Today’s supply chain buzzword is visibility. Every business leader says that we need better visibility.

Therefore, the rest of us run off searching for better visibility. We’ve been searching for a long time now. For how long shall we keep searching? Why haven’t we found it? Or did we find it and not realize it?

Well, “visibility of what?”, you might ask. Some are searching for a better forecast. Better visibility of demand. Very helpful in some ways, but misleading in others.

First, there are companies that have only sales orders. They don’t have forecasts. They have known and confirmed sales orders entered into their Materials Requirements Planning system giving accurate visibility for two years. Do you know what else they have? They have the same problems as everyone else.

So, if companies with perfect demand signals are still struggling, why do we search so hard for a better forecast? Or more importantly, why do we think a better forecast is the only answer?

Second, we all agree that the forecast is more accurate closer in time. My forecast for next month is more accurate than my forecast for six months away. It might be helpful for my parts that have a lead time of less than one month, but less helpful for my parts that have lead times of five months or more.

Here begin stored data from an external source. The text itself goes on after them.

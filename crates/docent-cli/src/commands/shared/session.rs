use docent_config::DocentConfig;
use docent_session::{ChatSession, HistoryStore};

/// The configured history store, if persistence is on.
#[must_use]
pub fn history_store(config: &DocentConfig) -> Option<HistoryStore> {
    config.session.history_file().map(HistoryStore::new)
}

/// A chat session restored from the configured store, or an in-memory one.
#[must_use]
pub fn open_session(config: &DocentConfig) -> ChatSession {
    history_store(config).map_or_else(ChatSession::new, ChatSession::with_store)
}
use docent_config::DocentConfig;
use docent_core::responses::PromptResponse;
use docent_match::prompt::system_prompt;

use crate::cli::GlobalFlags;
use crate::cli::root_commands::RoleArgs;
use crate::commands::shared::role::resolve_role;
use crate::output::output_with;

pub fn handle(args: &RoleArgs, config: &DocentConfig, flags: &GlobalFlags) -> anyhow::Result<()> {
    let role = resolve_role(args.role.as_deref(), config)?;
    let response = PromptResponse {
        role,
        prompt: system_prompt(role),
    };
    output_with(&response, flags.format, |response| response.prompt.clone())
}
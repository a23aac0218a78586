use std::fmt::Write as _;

use docent_config::DocentConfig;
use docent_core::responses::WelcomeResponse;
use docent_match::welcome::{GUIDED_QUESTIONS, welcome_for};

use crate::cli::GlobalFlags;
use crate::cli::root_commands::WelcomeArgs;
use crate::commands::shared::role::resolve_role;
use crate::output::output_with;

pub fn handle(args: &WelcomeArgs, config: &DocentConfig, flags: &GlobalFlags) -> anyhow::Result<()> {
    let role = resolve_role(args.role.as_deref(), config)?;
    let mut welcome = welcome_for(role);
    if args.hub {
        welcome.suggested_questions = GUIDED_QUESTIONS.iter().map(ToString::to_string).collect();
    }

    output_with(&WelcomeResponse { role, welcome }, flags.format, render)
}

fn render(response: &WelcomeResponse) -> String {
    let mut out = format!(
        "{} · {}\n{}\n\n{}\n",
        response.role.label(),
        response.role.tag_label(),
        response.role.description(),
        response.welcome.text
    );
    for (index, question) in response.welcome.suggested_questions.iter().enumerate() {
        let _ = write!(out, "\n  {}. {question}", index + 1);
    }
    out
}
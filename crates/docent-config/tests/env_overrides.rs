use docent_config::DocentConfig;
use docent_core::enums::Role;
use figment::Jail;

#[test]
fn env_vars_fill_nested_sections() {
    Jail::expect_with(|jail| {
        jail.set_env("DOCENT_CHAT__TYPING_DELAY_MS", "1800");
        jail.set_env("DOCENT_CHAT__DEFAULT_ROLE", "developer");
        jail.set_env("DOCENT_SESSION__HISTORY_PATH", "/tmp/docent-history.json");

        let config = DocentConfig::load().expect("config loads");
        assert_eq!(config.chat.typing_delay_ms, 1800);
        assert_eq!(config.chat.default_role, Some(Role::Developer));
        assert_eq!(config.session.history_path, "/tmp/docent-history.json");
        Ok(())
    });
}

#[test]
fn env_beats_project_toml() {
    Jail::expect_with(|jail| {
        jail.create_dir(".docent")?;
        jail.create_file(
            ".docent/config.toml",
            r#"
[chat]
typing_delay_ms = 1000
"#,
        )?;
        jail.set_env("DOCENT_CHAT__TYPING_DELAY_MS", "1600");

        let config = DocentConfig::load().expect("config loads");
        assert_eq!(config.chat.typing_delay_ms, 1600);
        Ok(())
    });
}

#[test]
fn single_underscore_does_not_reach_section() {
    Jail::expect_with(|jail| {
        jail.set_env("DOCENT_CHAT_TYPING_DELAY_MS", "1900");

        let config = DocentConfig::load().expect("config loads");
        assert_eq!(config.chat.typing_delay_ms, 1200);
        Ok(())
    });
}
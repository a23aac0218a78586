use serde::de::DeserializeOwned;

/// Parse a snake_case enum value using serde-deserialization.
pub fn parse_enum<T>(raw: &str, field: &str) -> anyhow::Result<T>
where
    T: DeserializeOwned,
{
    let normalized = raw.trim().to_ascii_lowercase().replace('-', "_");
    let json = format!("\"{normalized}\"");
    serde_json::from_str(&json).map_err(|error| anyhow::anyhow!("invalid {field} '{raw}': {error}"))
}
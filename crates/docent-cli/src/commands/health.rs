use anyhow::Context;
use docent_core::responses::HealthResponse;
use docent_insights::health::{component_health, summarize};
use docent_insights::seed_questions;

use crate::cli::GlobalFlags;
use crate::output::table::render_entity_table;
use crate::output::{output_with, table_options};

pub fn handle(flags: &GlobalFlags) -> anyhow::Result<()> {
    let questions = seed_questions().context("failed to load question data")?;
    let components = component_health(&questions);
    let response = HealthResponse {
        summary: summarize(&components),
        components,
    };
    output_with(&response, flags.format, render)
}

fn render(response: &HealthResponse) -> String {
    let summary = &response.summary;
    let rows = response
        .components
        .iter()
        .map(|stats| {
            vec![
                stats.name.clone(),
                stats.question_count.to_string(),
                stats.unique_designers.to_string(),
                stats.contexts.join(", "),
                stats.trend.to_string(),
                stats.status.to_string(),
            ]
        })
        .collect::<Vec<_>>();

    format!(
        "{} components tracked · {} need attention · {} warnings\n\n{}",
        summary.components_tracked,
        summary.needs_attention,
        summary.warnings,
        render_entity_table(
            &["component", "questions", "designers", "contexts", "trend", "status"],
            &rows,
            table_options(),
        )
    )
}
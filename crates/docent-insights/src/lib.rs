//! # docent-insights
//!
//! Guardian-facing analysis over designer questions.
//!
//! - [`seed`]: the bundled question dataset
//! - [`cluster`]: grouping by component list and context, with recency trends
//! - [`health`]: per-component question pressure
//! - [`trends`]: pattern insights and the weekly question series
//! - [`dashboard`]: headline counts and relative date labels
//! - [`audit`]: the mock UI screenshot audit
//!
//! Clustering and health are pure functions of their input (plus an explicit
//! `now` where recency matters); nothing here keeps state between calls.

pub mod audit;
pub mod cluster;
pub mod dashboard;
pub mod error;
pub mod health;
pub mod seed;
pub mod trends;

pub use cluster::{cluster, cluster_at, topic_for, trend_at};
pub use error::{AuditError, InsightsError};
pub use seed::seed_questions;
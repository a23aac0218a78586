use chrono::{DateTime, Utc};
use schemars::JsonSchema;
use serde::{Deserialize, Serialize};

use crate::entities::Source;
use crate::enums::{BookingState, ComponentPreview, MessageRole, TrustBadge};

/// One entry of the chat history.
#[derive(Debug, Clone, Serialize, Deserialize, JsonSchema, PartialEq, Eq)]
pub struct ChatMessage {
    pub id: String,
    pub role: MessageRole,
    pub content: String,
    pub timestamp: DateTime<Utc>,
    #[serde(default, skip_serializing_if = "Option::is_none")]
    pub meta: Option<MessageMeta>,
}

/// Optional metadata carried by assistant messages.
#[derive(Debug, Clone, Default, Serialize, Deserialize, JsonSchema, PartialEq, Eq)]
pub struct MessageMeta {
    #[serde(default)]
    pub sources: Vec<Source>,
    #[serde(default)]
    pub trust_badges: Vec<TrustBadge>,
    #[serde(default)]
    pub suggested_questions: Vec<String>,
    #[serde(default, skip_serializing_if = "Option::is_none")]
    pub booking: Option<BookingState>,
    #[serde(default, skip_serializing_if = "Option::is_none")]
    pub component_preview: Option<ComponentPreview>,
    #[serde(default)]
    pub suggest_video_answer: bool,
}
use schemars::JsonSchema;
use serde::{Deserialize, Serialize};

use crate::enums::SourceType;

/// One of the official documentation sources answers may cite.
#[derive(Debug, Clone, Serialize, Deserialize, JsonSchema, PartialEq, Eq)]
pub struct KnowledgeSource {
    pub id: String,
    pub label: String,
    #[serde(rename = "type")]
    pub kind: SourceType,
    pub base_url: String,
    pub description: String,
}

/// Greeting that opens a chat, with starter prompts.
#[derive(Debug, Clone, Serialize, Deserialize, JsonSchema, PartialEq, Eq)]
pub struct WelcomeMessage {
    pub text: String,
    pub suggested_questions: Vec<String>,
}
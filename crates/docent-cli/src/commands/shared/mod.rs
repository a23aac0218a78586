pub mod limit;
pub mod parse;
pub mod role;
pub mod session;
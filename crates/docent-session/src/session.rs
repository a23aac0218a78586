//! The chat session: role, ordered history and the actions a user can take.
//!
//! Every mutation writes the session through to the optional
//! [`HistoryStore`].

use chrono::Utc;
use docent_core::entities::{ChatMessage, MessageMeta, MockResponse};
use docent_core::enums::{BookingState, MessageRole, Role};
use docent_core::ids::{PREFIX_MESSAGE, generate_id};
use docent_match::welcome::{ESCALATION_OPTIONS, welcome_for};
use tokio_util::sync::CancellationToken;

use crate::error::SessionError;
use crate::store::{HistoryStore, SessionSnapshot};

#[derive(Debug, Default)]
pub struct ChatSession {
    role: Option<Role>,
    history: Vec<ChatMessage>,
    store: Option<HistoryStore>,
    deliveries: CancellationToken,
}

impl ChatSession {
    /// An empty session with no role and no persistence.
    #[must_use]
    pub fn new() -> Self {
        Self::default()
    }

    /// A session restored from `store`, writing back to it on every change.
    #[must_use]
    pub fn with_store(store: HistoryStore) -> Self {
        let SessionSnapshot { role, messages } = store.load();
        tracing::debug!(?role, messages = messages.len(), "restored chat session");
        Self {
            role,
            history: messages,
            store: Some(store),
            deliveries: CancellationToken::new(),
        }
    }

    #[must_use]
    pub const fn role(&self) -> Option<Role> {
        self.role
    }

    #[must_use]
    pub fn history(&self) -> &[ChatMessage] {
        &self.history
    }

    /// Token for one answer delivery. It is cancelled when the role
    /// changes or the session is reset or forgotten.
    #[must_use]
    pub fn delivery_token(&self) -> CancellationToken {
        self.deliveries.child_token()
    }

    /// Switch to `role`. A different role clears the history and opens with
    /// that role's welcome message; re-selecting the current role does
    /// nothing. Returns whether the role changed. Pending deliveries are
    /// cancelled on a change.
    ///
    /// # Errors
    ///
    /// Returns `SessionError::Core` if a message id cannot be generated.
    pub fn select_role(&mut self, role: Role) -> Result<bool, SessionError> {
        if self.role == Some(role) {
            return Ok(false);
        }
        tracing::info!(from = ?self.role, to = %role, "switching role");
        self.cancel_deliveries();
        self.role = Some(role);
        self.history.clear();
        self.seed_welcome()?;
        self.persist();
        Ok(true)
    }

    /// Clear the history. With a role selected the welcome message is
    /// re-seeded; without one the saved session is deleted. Pending
    /// deliveries are cancelled.
    ///
    /// # Errors
    ///
    /// Returns `SessionError::Core` if a message id cannot be generated.
    pub fn reset(&mut self) -> Result<(), SessionError> {
        self.cancel_deliveries();
        self.history.clear();
        if self.role.is_some() {
            self.seed_welcome()?;
            self.persist();
        } else if let Some(store) = &self.store {
            store.clear();
        }
        Ok(())
    }

    /// Drop the role and all history, deleting the saved session.
    pub fn forget(&mut self) {
        self.cancel_deliveries();
        self.role = None;
        self.history.clear();
        if let Some(store) = &self.store {
            store.clear();
        }
    }

    /// Append the user's message, trimmed.
    ///
    /// # Errors
    ///
    /// Returns `SessionError::NoRole` before a role is selected,
    /// `SessionError::EmptyMessage` for blank input and `SessionError::Core`
    /// if a message id cannot be generated.
    pub fn push_user(&mut self, text: &str) -> Result<&ChatMessage, SessionError> {
        if self.role.is_none() {
            return Err(SessionError::NoRole);
        }
        let text = text.trim();
        if text.is_empty() {
            return Err(SessionError::EmptyMessage);
        }
        let message = new_message(MessageRole::User, text.to_string(), None)?;
        Ok(self.append(message))
    }

    /// Append an answer with its citations and badges. The answer offers
    /// office-hours booking.
    ///
    /// # Errors
    ///
    /// Returns `SessionError::NoRole` before a role is selected and
    /// `SessionError::Core` if a message id cannot be generated.
    pub fn push_assistant(&mut self, response: &MockResponse) -> Result<&ChatMessage, SessionError> {
        if self.role.is_none() {
            return Err(SessionError::NoRole);
        }
        let meta = MessageMeta {
            sources: response.sources.clone(),
            trust_badges: response.trust_badges.clone(),
            suggested_questions: Vec::new(),
            booking: Some(BookingState::Available),
            component_preview: response.component_preview,
            suggest_video_answer: response.suggest_video_answer,
        };
        let message = new_message(MessageRole::Assistant, response.content.clone(), Some(meta))?;
        Ok(self.append(message))
    }

    /// Request office hours from the answer `id`.
    ///
    /// # Errors
    ///
    /// Returns `SessionError::NotFound` for an unknown id and
    /// `SessionError::InvalidTransition` when the message offers no booking
    /// or it was already requested.
    pub fn request_booking(&mut self, id: &str) -> Result<(), SessionError> {
        let message = self
            .history
            .iter_mut()
            .find(|m| m.id == id)
            .ok_or_else(|| SessionError::NotFound { id: id.to_string() })?;

        let current = message.meta.as_ref().and_then(|meta| meta.booking);
        let next = BookingState::Requested;
        match (current, message.meta.as_mut()) {
            (Some(state), Some(meta)) if state.can_transition_to(next) => {
                meta.booking = Some(next);
            }
            _ => {
                return Err(SessionError::InvalidTransition {
                    entity: format!("booking {id}"),
                    from: current.map_or_else(|| "none".to_string(), |state| state.to_string()),
                    to: next.to_string(),
                });
            }
        }
        tracing::info!(message = id, "office hours requested");
        self.persist();
        Ok(())
    }

    /// Id of the newest assistant message, if any.
    #[must_use]
    pub fn last_assistant_id(&self) -> Option<&str> {
        self.history
            .iter()
            .rev()
            .find(|m| m.role == MessageRole::Assistant)
            .map(|m| m.id.as_str())
    }

    /// Starter questions, offered only while the welcome message is the
    /// whole history.
    #[must_use]
    pub fn suggestions(&self) -> &[String] {
        match self.history.as_slice() {
            [only] => only
                .meta
                .as_ref()
                .map(|meta| meta.suggested_questions.as_slice())
                .unwrap_or_default(),
            _ => &[],
        }
    }

    /// Follow-ups offered when an answer did not help.
    #[must_use]
    pub const fn escalation_options(&self) -> &'static [&'static str] {
        &ESCALATION_OPTIONS
    }

    fn cancel_deliveries(&mut self) {
        std::mem::take(&mut self.deliveries).cancel();
    }

    fn seed_welcome(&mut self) -> Result<(), SessionError> {
        let Some(role) = self.role else {
            return Ok(());
        };
        let welcome = welcome_for(role);
        let meta = MessageMeta {
            suggested_questions: welcome.suggested_questions,
            ..MessageMeta::default()
        };
        let message = new_message(MessageRole::Assistant, welcome.text, Some(meta))?;
        self.history.push(message);
        Ok(())
    }

    fn append(&mut self, message: ChatMessage) -> &ChatMessage {
        self.history.push(message);
        self.persist();
        let index = self.history.len() - 1;
        &self.history[index]
    }

    fn persist(&self) {
        if let Some(store) = &self.store {
            store.save(&SessionSnapshot {
                role: self.role,
                messages: self.history.clone(),
            });
        }
    }
}

fn new_message(
    role: MessageRole,
    content: String,
    meta: Option<MessageMeta>,
) -> Result<ChatMessage, SessionError> {
    Ok(ChatMessage {
        id: generate_id(PREFIX_MESSAGE)?,
        role,
        content,
        timestamp: Utc::now(),
        meta,
    })
}

#[cfg(test)]
mod tests {
    use docent_core::enums::TrustBadge;
    use docent_match::respond;
    use pretty_assertions::assert_eq;

    use super::*;

    fn developer_session() -> ChatSession {
        let mut session = ChatSession::new();
        session.select_role(Role::Developer).unwrap();
        session
    }

    #[test]
    fn selecting_a_role_seeds_welcome() {
        let session = developer_session();
        assert_eq!(session.history().len(), 1);
        assert_eq!(session.history()[0].role, MessageRole::Assistant);
        assert_eq!(session.suggestions().len(), 3);
    }

    #[test]
    fn reselecting_same_role_keeps_history() {
        let mut session = developer_session();
        session.push_user("hi").unwrap();
        assert!(!session.select_role(Role::Developer).unwrap());
        assert_eq!(session.history().len(), 2);
    }

    #[test]
    fn changing_role_clears_history() {
        let mut session = developer_session();
        session.push_user("hi").unwrap();
        assert!(session.select_role(Role::Designer).unwrap());
        assert_eq!(session.history().len(), 1);
        assert_eq!(session.role(), Some(Role::Designer));
    }

    #[test]
    fn suggestions_disappear_after_first_question() {
        let mut session = developer_session();
        session.push_user("What are the button props?").unwrap();
        assert!(session.suggestions().is_empty());
    }

    #[test]
    fn user_messages_are_trimmed_and_validated() {
        let mut session = ChatSession::new();
        assert!(matches!(session.push_user("hi"), Err(SessionError::NoRole)));

        let mut session = developer_session();
        assert!(matches!(session.push_user("   "), Err(SessionError::EmptyMessage)));
        let message = session.push_user("  button?  ").unwrap();
        assert_eq!(message.content, "button?");
        assert!(message.id.starts_with("msg-"));
    }

    #[test]
    fn assistant_messages_carry_metadata() {
        let mut session = developer_session();
        let response = respond("What are the button props?", Role::Developer);
        let message = session.push_assistant(&response).unwrap();
        let meta = message.meta.as_ref().unwrap();
        assert_eq!(meta.booking, Some(BookingState::Available));
        assert_eq!(
            meta.trust_badges,
            vec![TrustBadge::Official, TrustBadge::BestPractice]
        );
        assert_eq!(meta.sources.len(), 2);
    }

    #[test]
    fn booking_moves_forward_once() {
        let mut session = developer_session();
        let response = respond("btn", Role::Developer);
        let id = session.push_assistant(&response).unwrap().id.clone();

        session.request_booking(&id).unwrap();
        assert!(matches!(
            session.request_booking(&id),
            Err(SessionError::InvalidTransition { .. })
        ));
        assert!(matches!(
            session.request_booking("msg-missing"),
            Err(SessionError::NotFound { .. })
        ));
    }

    #[test]
    fn welcome_message_offers_no_booking() {
        let mut session = developer_session();
        let id = session.history()[0].id.clone();
        assert!(matches!(
            session.request_booking(&id),
            Err(SessionError::InvalidTransition { .. })
        ));
    }

    #[test]
    fn rejected_booking_names_current_state() {
        let mut session = developer_session();
        let welcome = session.history()[0].id.clone();
        let Err(SessionError::InvalidTransition { from, to, .. }) =
            session.request_booking(&welcome)
        else {
            panic!("welcome message must not be bookable");
        };
        assert_eq!(from, "none");
        assert_eq!(to, BookingState::Requested.to_string());

        let response = respond("btn", Role::Developer);
        let id = session.push_assistant(&response).unwrap().id.clone();
        session.request_booking(&id).unwrap();
        let Err(SessionError::InvalidTransition { from, .. }) = session.request_booking(&id)
        else {
            panic!("second booking must be rejected");
        };
        assert_eq!(from, BookingState::Requested.to_string());
    }

    #[test]
    fn role_switch_cancels_outstanding_deliveries() {
        let mut session = developer_session();
        let before = session.delivery_token();
        assert!(!session.select_role(Role::Developer).unwrap());
        assert!(!before.is_cancelled());

        session.select_role(Role::Designer).unwrap();
        assert!(before.is_cancelled());
        assert!(!session.delivery_token().is_cancelled());
    }

    #[test]
    fn reset_and_forget_cancel_outstanding_deliveries() {
        let mut session = developer_session();
        let token = session.delivery_token();
        session.reset().unwrap();
        assert!(token.is_cancelled());

        let token = session.delivery_token();
        session.forget();
        assert!(token.is_cancelled());
        assert!(!session.delivery_token().is_cancelled());
    }

    #[test]
    fn reset_reseeds_welcome() {
        let mut session = developer_session();
        session.push_user("hi").unwrap();
        session.reset().unwrap();
        assert_eq!(session.history().len(), 1);
        assert_eq!(session.suggestions().len(), 3);
    }

    #[test]
    fn escalation_has_three_options() {
        assert_eq!(ChatSession::new().escalation_options().len(), 3);
    }
}
use docent_core::entities::{MockResponse, Source};
use docent_core::enums::{SourceType, TrustBadge};

use crate::matcher::ResponseTable;

pub(super) fn table() -> ResponseTable {
    ResponseTable::new(fallback())
        .entry(["spacing", "padding", "token", "margin", "gap"], spacing())
        .entry(["color", "palette", "token", "notification"], color())
        .entry(["modal", "panel", "side panel", "dialog"], modal_vs_panel())
}

fn spacing() -> MockResponse {
    MockResponse::new(
        r#"Carbon uses a geometric spacing scale based on multiples of 2px.

**Common spacing tokens:** [Official Rule]
| Token | Value | Common use |
|-------|-------|-----------|
| $spacing-03 | 8px | Inline padding, icon gaps |
| $spacing-05 | 16px | Card padding, form gaps |
| $spacing-06 | 24px | Section padding |
| $spacing-07 | 32px | Layout margins |
| $spacing-09 | 48px | Page margins |

**Spacing in cards:** [Best Practice]
Use `$spacing-05` (16px) for internal card padding and `$spacing-05` between stacked cards.

**Figma usage:**
In the Carbon Figma kit, spacing is built into auto-layout frames. Use the "Spacing" component set for visual reference."#,
    )
    .with_sources(vec![
        Source::new(
            SourceType::Documentation,
            "Spacing — Carbon Design System",
            "https://carbondesignsystem.com/elements/spacing/overview/",
        ),
        Source::new(
            SourceType::Figma,
            "Carbon Design Kit — Figma Community",
            "https://www.figma.com/community/file/874592104192380079",
        ),
    ])
    .with_badges(&[TrustBadge::Official, TrustBadge::BestPractice])
}

fn color() -> MockResponse {
    MockResponse::new(
        r"Carbon provides semantic color tokens for UI states.

**Notification and status colors:** [Official Rule]
- Success: `$support-success` (green)
- Warning: `$support-warning` (yellow)
- Error: `$support-error` (red)
- Info: `$support-info` (blue)

**Gray scale:** Use `$layer-01`, `$layer-02`, `$text-primary`, `$text-secondary` for backgrounds and text. Never use raw hex in designs — always use tokens. [Best Practice]",
    )
    .with_sources(vec![Source::new(
        SourceType::Documentation,
        "Color — Carbon Design System",
        "https://carbondesignsystem.com/elements/color/overview/",
    )])
    .with_badges(&[TrustBadge::Official, TrustBadge::BestPractice])
}

fn modal_vs_panel() -> MockResponse {
    MockResponse::new(
        r"**Modal vs. side panel:** [Best Practice]

- **Modal:** Use for critical, focused tasks that must be completed or dismissed (e.g., confirm delete, short forms). Blocks the whole view.
- **Side panel:** Use for supplementary workflows that don’t require full attention (e.g., filters, details, multi-step flows). Keeps context visible.

Carbon provides `Modal` and `ComposedModal` for dialogs, and side panels can be built with `Layer` + `Panel`-style layout. See the pattern guidelines for decision trees.",
    )
    .with_sources(vec![Source::new(
        SourceType::Documentation,
        "Modal — Carbon Design System",
        "https://carbondesignsystem.com/components/modal/usage/",
    )])
    .with_badges(&[TrustBadge::BestPractice])
}

fn fallback() -> MockResponse {
    MockResponse::new(
        r#"I can help with spacing tokens, color palettes, typography, component usage guidelines, and Figma resources. Try asking: "What spacing token for card padding?" or "Show me color tokens for notifications." [Flexible]"#,
    )
    .with_sources(vec![Source::new(
        SourceType::Documentation,
        "Carbon Design System",
        "https://carbondesignsystem.com",
    )])
    .with_badges(&[TrustBadge::Flexible])
}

Third, since forecasts are always being updated, they are always changing. And since MRP is filled with precise calculations, every time a forecast is updated (to make it more correct), it turns your plan into an updating exercise, which may change again, and again, and the chaos continues.

Therefore, the first question is, “visibility of what?” The second question is, “What will be the impact of having that visibility?” And the third question is, “Are the things I’m doing with that visibility actually having the impact they are designed to have?”

In the end, how we define the problem is the route to the solution. If you define the problem as “our forecast is inaccurate.” Then you’ll pursue more accurate forecasts. But if you define the problem as “we are unable to keep the right amounts of inventory in stock,” you might find the path to the solution is different.

The beginning is something I’m calling the “What If?” approach. What if we follow your advice? What if we choose solution A instead of solution B? The idea is to approach suggestions with a simulation perspective. What if we do (or don’t) do this?

Today’s approach is more of a “Now what?” approach. Okay, we tried one way, now what?

The key to this change is to consider many perspectives and include the real complexity. Not just “what will happen if we give a discount on volume purchases,” from a sales perspective, but also from a logistics, supply chain and financial perspective. Not just “what if we reduce our inventory,” from a financial perspective, but also from a sales, operations and supply chain perspective.

Asking “What if” requires playing out scenarios in a group of people containing various perspectives and all players related to the scenario. And it provides a chance to learn and evaluate the possibilities. Contrast that with moving forward, learning the consequences in real life and then asking, “Now what?” This route only results in firefighting and chaos.

Choose your approach wisely. Demand Driven MRP brings this thinking to life.